Otra vez digo solo «Sí»; sigo sin poder decir otra cosa. Entonces me las tiende y me señala el punto exacto.
—Por aquí.
Abro las tijeras, corto y Aurora es independiente por primera vez. El doctor le pasa la niña a la enfermera, que la lava enseguida bajo un suave chorro de agua, la limpia con movimientos rápidos, la seca, le pone una especie de crema en los ojos. Luego se acerca una doctora que le hace una revisión y apunta algo en una especie de librito y, cuando termina, la arropa y se la lleva a Gin.
—¿Quiere tenerla a su lado? Sosténgala un rato encima de usted.
Gin acepta indecisa. Entonces la coge muy despacio con las manos, está emocionada, ella tampoco dice nada, y a continuación la pone sobre su pecho. Aurora mueve poco a poco la cabeza; Gin la mira fascinada, es más feliz que nunca, y se vuelve hacia mí, como si pidiera una confirmación.
—¿De verdad que esta niña la hemos creado tú y yo? ¿Solo tú y yo? ¿Nadie más? No puede ser.
¿No es la cosa más bonita del mundo? ¿No es por esto por lo que hemos venido aquí, a esta tierra? Y ¿no es por ella por lo que nos hemos encontrado?
Aurora mueve de nuevo la cabeza y yo me emociono; me doy cuenta de que me caen las lágrimas, no puedo pararlas, no puedo hacer nada, absolutamente nada, lloro, lloro de felicidad. Si no hubiera llegado Aurora, a esta hora habría estado en otro sitio, con Babi, como he hecho durante todos estos últimos meses, cuando debería haber estado a su lado. Y me avergüenzo, me avergüenzo de mi felicidad robada, me parece habérsela arrancado a otra persona, a quien la habría merecido más que yo; a ese Nicola, por ejemplo, o a otros miles de hombres que podrían haberse sentido felices y orgullosos de estar ahora aquí, en mi lugar.
—Cariño, ¿qué pasa? ¿Por qué lloras así? Ha ido todo bien, es preciosa, es tu hija, es Aurora, cógela, cógela tú también.

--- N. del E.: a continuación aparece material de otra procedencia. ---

//! Cooperative scheduling loop, agent registry, and tool dispatch.
//!
//! [`Kernel`] owns a FIFO [`Task`] queue, an [`AgentRegistry`], an
//! [`agent_ledger::Ledger`], and an [`agent_tools::ToolRegistry`]. Drivers
//! call [`Kernel::boot`] once, then [`Kernel::submit`] and [`Kernel::tick`]
//! in a loop; the kernel never owns its own thread or event loop.

#![warn(missing_docs, clippy::pedantic)]

mod agent;
mod error;
mod kernel;
mod registry;
mod task;
mod tools;

pub use agent::{Agent, AgentError, AgentResponse, ToolCallRequest};
pub use error::KernelError;
pub use kernel::{InboxMessage, Kernel, KernelState};
pub use registry::AgentRegistry;
pub use task::{Task, TaskQueue};
pub use tools::{DelegateTaskTool, InspectResultTool};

Y yo sacudo la cabeza y sigo llorando, digo que no, no puedo. Pero luego veo que Gin se aparta un poco, como si quisiera enfocar mejor la escena, como si quisiera verme bien, como si no lograra entender. Entonces le sonrío, asiento y me acerco a ella, que recupera la serenidad; lentamente me pasa ese delicado envoltorio y yo lo cojo con ambas manos, preocupado por que pueda caérseme, como el cristal más fino y frágil que nunca haya sido creado, pero al mismo tiempo el tesoro más precioso de este mundo. Y, cuando la atraigo hacia mí, veo ese rostro perfecto, esos ojos cerrados, esos labios pequeños y finos, esas manos tan menudas, minúsculas, casi evanescentes. Aurora. Y me imagino su corazón, latiendo con suavidad, bombeando su sangre, haciéndole mover esas piernecitas, esas manitas que, de vez en cuando, casi al ralentí, se abren y se cierran. Ese pequeño corazón al que nunca, nunca en mi vida, querría hacer sufrir.